Requirement.
Could you copy each line of the listing that holds "serde"?

Provided records.
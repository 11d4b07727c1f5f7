//! Health probes for embedding backends.
//!
//! - Ollama: `GET {endpoint}/api/tags` (best-effort model existence check)
//! - OpenAI: `GET {endpoint}/v1/models` with bearer auth
//! - Hashing: always healthy, no I/O
//!
//! [`HealthService::check`] never fails: errors are mapped to `ok = false`,
//! which is what a `/health` endpoint wants.

use std::time::{Duration, Instant};

use reqwest::header;
use serde::{Deserialize, Serialize};
use tracing::{debug, info, warn};

use crate::config::embedding_model_config::EmbeddingModelConfig;
use crate::config::embedding_provider::EmbeddingProvider;
use crate::error_handler::{EmbeddingError, HealthError, HttpError, make_snippet};

/// A serializable health snapshot for one backend.
#[derive(Debug, Clone, Serialize)]
pub struct HealthStatus {
    pub provider: String,
    pub endpoint: String,
    pub model: String,
    pub ok: bool,
    pub latency_ms: u128,
    pub message: String,
}

impl HealthStatus {
    fn new(cfg: &EmbeddingModelConfig, ok: bool, latency_ms: u128, message: impl Into<String>) -> Self {
        Self {
            provider: cfg.provider.to_string(),
            endpoint: cfg.endpoint.clone(),
            model: cfg.model.clone(),
            ok,
            latency_ms,
            message: message.into(),
        }
    }
}

/// Reuses a single HTTP client for all probes.
#[derive(Debug)]
pub struct HealthService {
    client: reqwest::Client,
    default_timeout: Duration,
}

impl HealthService {
    /// # Errors
    /// Returns [`EmbeddingError::HttpTransport`] if the HTTP client cannot be built.
    pub fn new(timeout_secs: Option<u64>) -> Result<Self, EmbeddingError> {
        let timeout = Duration::from_secs(timeout_secs.unwrap_or(10));
        let client = reqwest::Client::builder().timeout(timeout).build()?;
        Ok(Self {
            client,
            default_timeout: timeout,
        })
    }

    /// Probes the backend described by `cfg`.
    pub async fn check(&self, cfg: &EmbeddingModelConfig) -> HealthStatus {
        let start = Instant::now();
        let result = match cfg.provider {
            EmbeddingProvider::Hashing => Ok(HealthStatus::new(
                cfg,
                true,
                0,
                "offline hashing backend; no remote dependency",
            )),
            EmbeddingProvider::Ollama => self.try_probe_ollama(cfg).await,
            EmbeddingProvider::OpenAI => self.try_probe_openai(cfg).await,
        };

        match result {
            Ok(status) => {
                info!(
                    provider = %status.provider,
                    model = %status.model,
                    ok = status.ok,
                    latency_ms = status.latency_ms,
                    "health probe completed"
                );
                status
            }
            Err(err) => {
                let status =
                    HealthStatus::new(cfg, false, start.elapsed().as_millis(), err.to_string());
                warn!(
                    provider = %status.provider,
                    endpoint = %status.endpoint,
                    message = %status.message,
                    "health probe failed"
                );
                status
            }
        }
    }

    async fn try_probe_ollama(
        &self,
        cfg: &EmbeddingModelConfig,
    ) -> Result<HealthStatus, EmbeddingError> {
        let url = format!("{}/api/tags", cfg.endpoint.trim_end_matches('/'));
        let start = Instant::now();
        debug!(provider = "ollama", "GET {}", url);

        let resp = self
            .client
            .get(&url)
            .timeout(self.timeout_for(cfg))
            .send()
            .await?;
        let latency = start.elapsed().as_millis();

        if !resp.status().is_success() {
            let status = resp.status();
            let snippet = make_snippet(&resp.text().await.unwrap_or_default());
            return Err(HealthError::HttpStatus(HttpError { status, url, snippet }).into());
        }

        // { "models": [ { "name": "all-minilm:latest" }, ... ] }
        #[derive(Deserialize)]
        struct Tag {
            name: String,
        }
        #[derive(Deserialize)]
        struct Tags {
            models: Option<Vec<Tag>>,
        }

        Ok(match resp.json::<Tags>().await {
            Ok(Tags { models: Some(models) }) => {
                // Ollama reports `name:tag`; a bare model name means `:latest`.
                let exists = models.iter().any(|m| {
                    m.name == cfg.model || m.name.split(':').next() == Some(cfg.model.as_str())
                });
                if exists {
                    HealthStatus::new(cfg, true, latency, "Ollama is healthy; model is available")
                } else {
                    HealthStatus::new(
                        cfg,
                        false,
                        latency,
                        "Ollama is up, but model not found in /api/tags",
                    )
                }
            }
            Ok(Tags { models: None }) => {
                HealthStatus::new(cfg, true, latency, "Ollama is reachable; no `models` field")
            }
            Err(e) => HealthStatus::new(
                cfg,
                true,
                latency,
                format!("Ollama is reachable; failed to decode /api/tags: {e}"),
            ),
        })
    }

    async fn try_probe_openai(
        &self,
        cfg: &EmbeddingModelConfig,
    ) -> Result<HealthStatus, EmbeddingError> {
        let url = format!("{}/v1/models", cfg.endpoint.trim_end_matches('/'));
        let api_key = cfg
            .api_key
            .as_deref()
            .ok_or_else(|| HealthError::Setup("missing OpenAI API key".into()))?;
        let auth = header::HeaderValue::from_str(&format!("Bearer {api_key}"))
            .map_err(|e| HealthError::Setup(format!("invalid API key header: {e}")))?;

        let start = Instant::now();
        debug!(provider = "openai", "GET {}", url);

        let resp = self
            .client
            .get(&url)
            .timeout(self.timeout_for(cfg))
            .header(header::AUTHORIZATION, auth)
            .send()
            .await?;
        let latency = start.elapsed().as_millis();

        if !resp.status().is_success() {
            let status = resp.status();
            let snippet = make_snippet(&resp.text().await.unwrap_or_default());
            return Err(HealthError::HttpStatus(HttpError { status, url, snippet }).into());
        }

        #[derive(Deserialize)]
        struct ModelItem {
            id: String,
        }
        #[derive(Deserialize)]
        struct Models {
            data: Vec<ModelItem>,
        }

        Ok(match resp.json::<Models>().await {
            Ok(models) if models.data.iter().any(|m| m.id == cfg.model) => {
                HealthStatus::new(cfg, true, latency, "OpenAI is healthy; model is available")
            }
            Ok(_) => HealthStatus::new(
                cfg,
                false,
                latency,
                "OpenAI is up, but model not found in /v1/models",
            ),
            Err(e) => HealthStatus::new(
                cfg,
                true,
                latency,
                format!("OpenAI is reachable; failed to decode /v1/models: {e}"),
            ),
        })
    }

    fn timeout_for(&self, cfg: &EmbeddingModelConfig) -> Duration {
        cfg.timeout_secs
            .map(Duration::from_secs)
            .unwrap_or(self.default_timeout)
    }
}
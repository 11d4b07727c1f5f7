//! Keyword rules evaluated before similarity search.
//!
//! Rules are checked in list order against a trimmed, lower-cased copy of the
//! input using substring containment. The first rule with any keyword present
//! wins, so the connectivity rule must stay first.

use serde::Serialize;

/// Guided multi-step diagnostic branches.
#[derive(Debug, Clone, Copy, PartialEq, Eq, Serialize)]
#[serde(rename_all = "snake_case")]
pub enum GuidedTopic {
    /// Lost network/internet connection: asks cable vs wifi.
    Connectivity,
}

/// What a rule produces when it fires.
#[derive(Debug, Clone, PartialEq, Eq)]
pub enum RuleAction {
    GuidedFlow(GuidedTopic),
    DirectAnswer(String),
}

/// Named keyword rule.
#[derive(Debug, Clone, PartialEq, Eq)]
pub struct KeywordRule {
    pub name: &'static str,
    pub keywords: Vec<&'static str>,
    pub action: RuleAction,
}

impl KeywordRule {
    /// True when any keyword occurs in `normalized`.
    pub fn matches(&self, normalized: &str) -> bool {
        self.keywords.iter().any(|k| normalized.contains(k))
    }
}

/// Trimmed, lower-cased copy used for every keyword comparison.
pub fn normalize(text: &str) -> String {
    text.trim().to_lowercase()
}

/// First rule matching `text`, in priority order.
pub fn first_match<'r>(rules: &'r [KeywordRule], text: &str) -> Option<&'r KeywordRule> {
    let normalized = normalize(text);
    rules.iter().find(|r| r.matches(&normalized))
}

/// Network loss, email, printer, device performance; in that order.
pub fn default_rules() -> Vec<KeywordRule> {
    vec![
        KeywordRule {
            name: "network",
            keywords: vec!["no tengo red", "sin red", "no hay internet", "internet", "red"],
            action: RuleAction::GuidedFlow(GuidedTopic::Connectivity),
        },
        KeywordRule {
            name: "email",
            keywords: vec!["correo", "outlook", "email", "e-mail"],
            action: RuleAction::DirectAnswer(
                "👉 Verifica que el correo y la contraseña sean correctos.\n\
                 👉 Si no puedes enviar, revisa configuración SMTP.\n\
                 👉 Si no puedes recibir, revisa IMAP/POP3 y el espacio en el buzón."
                    .to_string(),
            ),
        },
        KeywordRule {
            name: "printer",
            keywords: vec!["impresora", "printer"],
            action: RuleAction::DirectAnswer(
                "👉 ¿La impresora está conectada por cable o WiFi?\n\
                 - Cable: revisa el USB/Red y reinstala driver.\n\
                 - WiFi: asegúrate de que esté en la misma red que tu PC."
                    .to_string(),
            ),
        },
        KeywordRule {
            name: "device",
            keywords: vec!["equipo", "computadora", "pc", "lento", "se congela"],
            action: RuleAction::DirectAnswer(
                "👉 ¿El equipo no responde o está lento?\n\
                 - Cierra las ventanas que no estés utilizando.\n\
                 - Prueba reiniciar el equipo."
                    .to_string(),
            ),
        },
    ]
}
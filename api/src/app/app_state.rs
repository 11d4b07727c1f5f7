use std::sync::Arc;

use embedding_service::EmbeddingService;
use helpdesk_flow::ConversationEngine;

/// Shared state for all HTTP handlers.
#[derive(Clone)]
pub struct AppState {
    /// Conversation engine shared with the other transports.
    pub engine: Arc<ConversationEngine>,
    /// Embedding backend, probed by `/health`.
    pub embeddings: Arc<EmbeddingService>,
}

impl AppState {
    pub fn new(engine: Arc<ConversationEngine>, embeddings: Arc<EmbeddingService>) -> Self {
        Self { engine, embeddings }
    }
}
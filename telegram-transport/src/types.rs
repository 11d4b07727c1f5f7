//! Bot API wire types (subset).

use serde::{Deserialize, Serialize};

/// Envelope around every Bot API response.
#[derive(Debug, Clone, Deserialize)]
pub struct ApiResponse<T> {
    pub ok: bool,
    pub result: Option<T>,
    pub description: Option<String>,
    pub error_code: Option<u16>,
    pub parameters: Option<ResponseParameters>,
}

#[derive(Debug, Clone, Deserialize)]
pub struct ResponseParameters {
    pub retry_after: Option<u64>,
}

#[derive(Debug, Clone, Deserialize)]
pub struct Update {
    pub update_id: i64,
    pub message: Option<Message>,
}

#[derive(Debug, Clone, Deserialize)]
pub struct Message {
    pub message_id: i64,
    pub chat: Chat,
    pub from: Option<User>,
    pub text: Option<String>,
}

#[derive(Debug, Clone, Deserialize)]
pub struct Chat {
    pub id: i64,
    #[serde(rename = "type")]
    pub kind: String,
}

#[derive(Debug, Clone, Deserialize)]
pub struct User {
    pub id: i64,
    #[serde(default)]
    pub is_bot: bool,
    pub first_name: String,
    pub username: Option<String>,
}

#[derive(Debug, Clone, Serialize)]
pub struct GetUpdatesRequest {
    #[serde(skip_serializing_if = "Option::is_none")]
    pub offset: Option<i64>,
    pub timeout: u64,
    pub allowed_updates: Vec<&'static str>,
}

#[derive(Debug, Clone, Serialize)]
pub struct SendMessageRequest<'a> {
    pub chat_id: i64,
    pub text: &'a str,
}

impl Update {
    /// Text message worth routing: has text and was not sent by a bot.
    pub fn text_message(&self) -> Option<(&Message, &str)> {
        let msg = self.message.as_ref()?;
        if msg.from.as_ref().is_some_and(|u| u.is_bot) {
            return None;
        }
        let text = msg.text.as_deref()?;
        Some((msg, text))
    }
}

impl Message {
    /// Conversation key: the sender when known, else the chat.
    pub fn user_key(&self) -> String {
        let id = self.from.as_ref().map_or(self.chat.id, |u| u.id);
        format!("tg:{id}")
    }
}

Output below.
use serde::{Deserialize, Serialize};
use serde::Serialize;
#[serde(rename_all = "snake_case")]
use serde::{Deserialize, Serialize};
    #[serde(rename = "type")]
    #[serde(default)]
    #[serde(skip_serializing_if = "Option::is_none")]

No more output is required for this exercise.